Task item> Find every line below where the string "retro" shows up, and copy those lines.

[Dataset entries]

==*==

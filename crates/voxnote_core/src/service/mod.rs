//! Capture use-case services.
//!
//! # Responsibility
//! - Orchestrate classification and hand-off to a storage collaborator.
//! - Keep storage details behind the `CaptureSink` contract.

pub mod capture_service;
use std::collections::BTreeSet;
use voxnote_core::{classify, Category, PatternLibrary};

/// One phrase per built-in rule; the rule must be the first match of its list.
const RULE_PHRASES: &[(&str, &str)] = &[
    ("I want to ski", "intent.want_to"),
    ("I'd like to ski", "intent.like_to"),
    ("I wish to ski", "intent.wish_to"),
    ("I hope to ski", "intent.hope_to"),
    ("I'm thinking about skiing", "intent.thinking_about"),
    ("I am interested in skiing", "intent.interested_in"),
    ("I love to ski", "intent.love_to"),
    ("I enjoy skiing", "intent.enjoy"),
    ("I should try skiing", "intent.should_explore"),
    ("We would like to ski", "intent.would_like_to"),
    ("What should I wear", "question.what_should_i"),
    ("How can I help", "question.how_do_i"),
    ("Where should I park", "question.where_should_i"),
    ("Where can I buy stamps", "question.where_should_i"),
    ("When should I leave", "question.when_should_i"),
    ("Why should I bother", "question.why_should_i"),
    ("Why do I bother", "question.why_should_i"),
    ("Is it raining?", "question.trailing_mark"),
    ("Party at midnight", "calendar.at_named_time"),
    ("Dentist at 9am", "calendar.at_clock"),
    ("Gym at 18:45", "calendar.at_clock_24h"),
    ("Standup 10:30 a.m.", "calendar.clock_meridiem"),
    ("Drove past the old house yesterday", "calendar.relative_day"),
    ("Pizza tonight", "calendar.relative_day"),
    ("Yoga on Sundays", "calendar.weekday"),
    ("Gym this week", "calendar.relative_period"),
    ("Budget review next month", "calendar.relative_period"),
    ("Appointment with the vet", "calendar.meeting"),
    ("Call grandma", "calendar.call"),
    ("Dinner with Lee", "calendar.meal"),
    ("Schedule the review", "calendar.schedule"),
    ("Remind me at six to stretch", "calendar.remind_me"),
    ("No need to buy milk", "obligation.need_to"),
    ("Have to renew the lease", "obligation.have_to"),
    ("I must stretch", "obligation.must"),
    ("Remember to water the plants", "obligation.remember_to"),
    ("Do not forget to vote", "obligation.dont_forget"),
    ("Make sure to lock up", "obligation.make_sure"),
    ("Task: clean the gutters", "obligation.todo_marker"),
    ("Purchase a new router", "action.acquire"),
    ("Obtain a parking permit", "action.acquire"),
    ("Collect the parcel", "action.pick_up"),
    ("Pick up the dry cleaning", "action.pick_up"),
    ("Send the invoice", "action.complete"),
    ("Repair the bike chain", "action.fix"),
    ("Build a birdhouse", "action.create"),
    ("Contact the bank", "action.contact"),
    ("Note: wifi changed", "note.prefix"),
    ("Ideas for the garden", "note.idea"),
    ("Random thought", "note.thought"),
    ("Notes from the talk", "note.note"),
    ("Insight from the retro", "note.insight"),
    ("Inspiration for the garden", "note.insight"),
    ("Concept for the app", "note.insight"),
    ("Brainstorming session", "note.brainstorm"),
    ("Cool bridge", "note.reaction"),
    ("Remember this quote", "note.remember_this"),
    ("Remember that she prefers tea", "note.remember_this"),
    ("maybe later", "hedge.maybe"),
    ("perhaps", "hedge.perhaps"),
    ("could be", "hedge.could"),
    ("might rain", "hedge.might"),
    ("I should probably fix the sink", "hedge.should_probably"),
    ("see you tomorrow", "anchor.tomorrow"),
    ("sometime next week", "anchor.next_week"),
];

fn first_rule_id(library: &PatternLibrary, rule_id: &str, text: &str) -> Option<String> {
    if rule_id.starts_with("hedge.") {
        return library.first_hedge(text).map(|rule| rule.id().to_string());
    }
    if rule_id.starts_with("anchor.") {
        return library
            .first_intent_time_anchor(text)
            .map(|rule| rule.id().to_string());
    }
    let group = library
        .patterns()
        .find(|pattern| pattern.id() == rule_id)
        .map(|pattern| pattern.group())?;
    library
        .first_match(group, text)
        .map(|pattern| pattern.id().to_string())
}

#[test]
fn every_builtin_rule_matches_its_phrase() {
    let library = PatternLibrary::builtin();
    for (text, rule_id) in RULE_PHRASES {
        assert_eq!(
            first_rule_id(library, rule_id, text).as_deref(),
            Some(*rule_id),
            "input: {text:?}"
        );
    }
}

#[test]
fn every_builtin_rule_has_a_phrase() {
    let library = PatternLibrary::builtin();
    let declared: BTreeSet<&str> = library
        .patterns()
        .map(|pattern| pattern.id())
        .chain(library.hedges().iter().map(|hedge| hedge.id()))
        .chain(library.intent_time_anchors().iter().map(|anchor| anchor.id()))
        .collect();
    let covered: BTreeSet<&str> = RULE_PHRASES.iter().map(|(_, rule_id)| *rule_id).collect();
    assert_eq!(declared, covered);
}

#[test]
fn rule_phrases_classify_end_to_end() {
    let cases = [
        ("I should probably fix the sink", Category::Note),
        ("Where can I park", Category::Note),
        ("When should I leave", Category::Note),
        ("Why should I bother", Category::Note),
        ("Party at midnight", Category::Calendar),
        ("Drove past the old house yesterday", Category::Calendar),
        ("Pizza tonight", Category::Calendar),
        ("Gym this week", Category::Calendar),
        ("Budget review next month", Category::Calendar),
        ("Remind me at six to stretch", Category::Calendar),
        ("No need to buy milk", Category::Task),
        ("Purchase a new router", Category::Task),
        ("Obtain a parking permit", Category::Task),
        ("Collect the parcel", Category::Task),
        ("Repair the bike chain", Category::Task),
        ("Contact the bank", Category::Task),
        ("Send the invoice", Category::Task),
        ("Insight from the retro", Category::Note),
        ("Inspiration for the garden", Category::Note),
        ("Concept for the app", Category::Note),
        ("Remember this quote", Category::Note),
        ("Remember that she prefers tea", Category::Note),
    ];

    for (text, expected) in cases {
        assert_eq!(classify(text).category, expected, "input: {text:?}");
    }
}
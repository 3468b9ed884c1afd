//! Capture service: classify one utterance and hand it to a sink.
//!
//! # Responsibility
//! - Classify transcribed utterances with the configured classifier.
//! - Forward `{text, category, timestamp}` records to storage.
//!
//! # Invariants
//! - Stored text is the normalized (trimmed) utterance.
//! - Empty utterances are rejected, never stored.
//! - The service never bypasses the sink contract.

use crate::classify::pipeline::Classifier;
use crate::model::category::Category;
use crate::model::classification::{ClassificationInput, ClassificationResult};
use log::info;
use serde::{Deserialize, Serialize};
use std::error::Error;
use std::fmt::{Display, Formatter};
use std::time::{SystemTime, UNIX_EPOCH};

/// Record accepted by the storage collaborator.
#[derive(Debug, Clone, PartialEq, Eq, Serialize, Deserialize)]
pub struct CaptureRecord {
    pub text: String,
    pub category: Category,
    /// Unix epoch milliseconds.
    #[serde(rename = "timestamp")]
    pub captured_at_ms: i64,
}

/// Storage collaborator failure, reported by sink implementations.
#[derive(Debug, Clone, PartialEq, Eq)]
pub struct CaptureSinkError {
    pub message: String,
}

impl CaptureSinkError {
    pub fn new(message: impl Into<String>) -> Self {
        Self {
            message: message.into(),
        }
    }
}

impl Display for CaptureSinkError {
    fn fmt(&self, f: &mut Formatter<'_>) -> std::fmt::Result {
        write!(f, "capture sink failed: {}", self.message)
    }
}

impl Error for CaptureSinkError {}

/// Storage contract for classified utterances.
pub trait CaptureSink {
    fn store(&mut self, record: &CaptureRecord) -> Result<(), CaptureSinkError>;
}

/// In-memory sink; records are kept in insertion order.
#[derive(Debug, Default)]
pub struct InMemoryCaptureSink {
    records: Vec<CaptureRecord>,
}

impl InMemoryCaptureSink {
    pub fn new() -> Self {
        Self::default()
    }

    pub fn records(&self) -> &[CaptureRecord] {
        &self.records
    }

    /// Records of one category, in insertion order.
    pub fn by_category(&self, category: Category) -> Vec<&CaptureRecord> {
        self.records
            .iter()
            .filter(|record| record.category == category)
            .collect()
    }
}

impl CaptureSink for InMemoryCaptureSink {
    fn store(&mut self, record: &CaptureRecord) -> Result<(), CaptureSinkError> {
        self.records.push(record.clone());
        Ok(())
    }
}

/// Capture use-case errors.
#[derive(Debug, Clone, PartialEq, Eq)]
pub enum CaptureError {
    /// Utterance was empty after trimming.
    EmptyInput,
    Sink(CaptureSinkError),
}

impl Display for CaptureError {
    fn fmt(&self, f: &mut Formatter<'_>) -> std::fmt::Result {
        match self {
            Self::EmptyInput => write!(f, "utterance is empty"),
            Self::Sink(err) => write!(f, "{err}"),
        }
    }
}

impl Error for CaptureError {
    fn source(&self) -> Option<&(dyn Error + 'static)> {
        match self {
            Self::Sink(err) => Some(err),
            Self::EmptyInput => None,
        }
    }
}

impl From<CaptureSinkError> for CaptureError {
    fn from(value: CaptureSinkError) -> Self {
        Self::Sink(value)
    }
}

/// Stored record plus the classification diagnostics behind it.
#[derive(Debug, Clone, PartialEq, Eq)]
pub struct CaptureOutcome {
    pub record: CaptureRecord,
    pub classification: ClassificationResult,
}

/// Use-case service wrapping a classifier and a sink.
pub struct CaptureService<'lib, S: CaptureSink> {
    classifier: Classifier<'lib>,
    sink: S,
}

impl<'lib, S: CaptureSink> CaptureService<'lib, S> {
    pub fn new(classifier: Classifier<'lib>, sink: S) -> Self {
        Self { classifier, sink }
    }

    /// Captures one utterance stamped with the current wall-clock time.
    pub fn capture(&mut self, raw: &str) -> Result<CaptureOutcome, CaptureError> {
        self.capture_at(raw, now_epoch_ms())
    }

    /// Captures one utterance with a caller-provided timestamp.
    ///
    /// Used by import paths where the utterance time already exists.
    pub fn capture_at(
        &mut self,
        raw: &str,
        captured_at_ms: i64,
    ) -> Result<CaptureOutcome, CaptureError> {
        let input = ClassificationInput::new(raw);
        if input.is_empty() {
            return Err(CaptureError::EmptyInput);
        }

        let classification = self.classifier.classify_input(&input);
        let record = CaptureRecord {
            text: input.into_inner(),
            category: classification.category,
            captured_at_ms,
        };
        self.sink.store(&record)?;
        info!(
            "event=capture module=service status=ok category={} captured_at_ms={}",
            record.category, record.captured_at_ms
        );

        Ok(CaptureOutcome {
            record,
            classification,
        })
    }

    pub fn sink(&self) -> &S {
        &self.sink
    }

    pub fn into_sink(self) -> S {
        self.sink
    }
}

fn now_epoch_ms() -> i64 {
    SystemTime::now()
        .duration_since(UNIX_EPOCH)
        .map(|elapsed| i64::try_from(elapsed.as_millis()).unwrap_or(i64::MAX))
        .unwrap_or(0)
}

==*==

Solution to this exercise>
    ("Insight from the retro", "note.insight"),
        ("Insight from the retro", Category::Note),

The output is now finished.